The report hints that criminals are doing all they can to catch the victims off guard, tired, and distracted. For starters – most of the emails were sent during the holiday season in Q4 2020, with the last three months of the year seeing 45% more malicious emails compared to the quarter before.
With 90,000 emails detected during the Black Friday sales, November 2020 was the month with the highest email spike.
Criminals then looked to send the email during the time of day when they believe victims are most likely tired or distracted – which was found to be either 2PM, or 6PM.

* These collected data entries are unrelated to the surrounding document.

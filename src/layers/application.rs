//! Application layer: the public entry point of the stack.
//!
//! Wraps a caller value in an HTTP-like request envelope,
//! `{"protocol":"HTTP","request":<value>}`, and hands the JSON down to the
//! presentation layer.

use serde::de::DeserializeOwned;
use serde::ser::SerializeStruct;
use serde::{Deserialize, Serialize, Serializer};
use tracing::{debug, trace};

use super::envelope::{from_json, render};
use super::finite;
use super::presentation::PresentationLayer;
use crate::core::{Layer, LayerKind, StackError, StackResult};

/// Application envelope as received.
///
/// The request stays as a JSON tree until the caller names its type.
#[derive(Debug, Clone, PartialEq, Deserialize)]
#[serde(deny_unknown_fields)]
pub struct Request {
    /// Protocol tag, carried and never validated.
    pub protocol: String,
    /// The caller's value.
    pub request: serde_json::Value,
}

/// Borrowed form of [`Request`] used on the send path.
struct OutboundRequest<'a, T: ?Sized> {
    protocol: &'a str,
    request: &'a T,
}

impl<T: Serialize + ?Sized> Serialize for OutboundRequest<'_, T> {
    fn serialize<S: Serializer>(&self, serializer: S) -> std::result::Result<S::Ok, S::Error> {
        let mut state = serializer.serialize_struct("Request", 2)?;
        state.serialize_field("protocol", self.protocol)?;
        state.serialize_field("request", self.request)?;
        state.end()
    }
}

/// Builds request envelopes around caller values.
#[derive(Debug, Clone)]
pub struct ApplicationLayer<L = PresentationLayer> {
    protocol: String,
    lower: L,
}

impl<L: Layer> ApplicationLayer<L> {
    /// Which layer this is.
    pub const KIND: LayerKind = LayerKind::Application;

    /// Create an application layer on top of `lower`.
    pub fn new(protocol: impl Into<String>, lower: L) -> Self {
        Self {
            protocol: protocol.into(),
            lower,
        }
    }

    /// The protocol tag stamped on outgoing requests.
    pub fn protocol(&self) -> &str {
        &self.protocol
    }

    /// The layer below.
    pub fn lower(&self) -> &L {
        &self.lower
    }

    /// Wrap `value` in a request envelope without descending the stack.
    ///
    /// Values holding a `NaN` or infinite float are refused: JSON would
    /// carry them as `null`.
    pub fn encapsulate<T: Serialize + ?Sized>(&self, value: &T) -> StackResult<Vec<u8>> {
        finite::check(value).map_err(|e| StackError::encode(Self::KIND, e))?;
        let request = OutboundRequest {
            protocol: &self.protocol,
            request: value,
        };
        serde_json::to_vec(&request).map_err(|e| StackError::encode(Self::KIND, e))
    }

    /// Unwrap a request envelope without descending the stack.
    pub fn decapsulate<T: DeserializeOwned>(&self, data: &[u8]) -> StackResult<T> {
        let envelope: Request = from_json(Self::KIND, data)?;
        trace!(layer = %Self::KIND, protocol = %envelope.protocol, "received request");
        serde_json::from_value(envelope.request).map_err(|e| StackError::payload(Self::KIND, e))
    }

    /// Send `value` through the whole stack.
    pub fn encode<T: Serialize + ?Sized>(&self, value: &T) -> StackResult<Vec<u8>> {
        let request = self.encapsulate(value)?;
        debug!(layer = %Self::KIND, bytes = request.len(), "sending request");
        trace!(layer = %Self::KIND, envelope = %render(&request));
        self.lower.encode(&request)
    }

    /// Receive bytes from the bottom of the stack and recover the value.
    pub fn decode<T: DeserializeOwned>(&self, data: &[u8]) -> StackResult<T> {
        let request = self.lower.decode(data)?;
        let value = self.decapsulate(&request)?;
        debug!(layer = %Self::KIND, bytes = request.len(), "received request");
        Ok(value)
    }
}
//! The seven layers.
//!
//! Each layer owns the layer below it, so the pipeline is a single nested
//! value whose type spells out the whole stack:
//!
//! ```text
//! ┌─────────────────────────────────────────┐
//! │  Application   {protocol, request}      │  JSON
//! ├─────────────────────────────────────────┤
//! │  Presentation  tagged binary Value      │  bincode
//! ├─────────────────────────────────────────┤
//! │  Session       {session, payload}       │  JSON + hex
//! ├─────────────────────────────────────────┤
//! │  Transport     {sequence, payload}      │  JSON + hex
//! ├─────────────────────────────────────────┤
//! │  Network       {address, payload}       │  JSON + hex
//! ├─────────────────────────────────────────┤
//! │  Data Link     {address, payload}       │  JSON + hex
//! ├─────────────────────────────────────────┤
//! │  Physical      length | data | crc32    │  binary
//! └─────────────────────────────────────────┘
//! ```
//!
//! Every generic parameter defaults to the next layer down, so
//! `ApplicationLayer` on its own names the full stack. Tests can plug any
//! layer straight onto [`PhysicalLayer`] instead.

mod application;
mod data_link;
mod envelope;
mod finite;
mod network;
mod physical;
mod presentation;
mod session;
mod transport;

pub use application::{ApplicationLayer, Request};
pub use data_link::{DataLinkLayer, LinkFrame};
pub use network::{NetworkLayer, Packet};
pub use physical::PhysicalLayer;
pub use presentation::{PresentationLayer, Value};
pub use session::{SessionLayer, SessionRecord};
pub use transport::{Segment, TransportLayer};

The contents of the emails themselves are similar – they’ll try to impersonate either a popular business, or an individual the victim knows, personally. Name spoofing was used in 19% of malicious emails, while domain impersonation was used in 11% of threats.
Just 2% of attacks were account takeover.
Of all the different brands, Microsoft, ADP, Amazon, Adobe Sign and Zoom were the most popular ones among crooks.
Spear phishing here to stay
On average, an employee would receive 14 malicious emails every year, the report claimed. However, not all industries are created equal, and with the average number of attacks at 49 – retail is by far the most attacked vertical.
Tessian’s CISO, Josh Yavor, says highly targeted spear-phishing email attacks are all the rage nowadays, “because they reap the biggest rewards.”
“The problem is that these types of attacks are evolving every day. Cybercriminals are always finding ways to bypass detection and reach employees’ inboxes, leaving people as organizations’ last line of defense. It’s completely unreasonable to expect every employee to identify every sophisticated phishing attack and not fall for them. Even with training, people will make mistakes or be tricked.
That’s why, Yavor concludes, businesses need a more advanced approach to email security, “because it’s not enough to rely on your people 100% of the time.”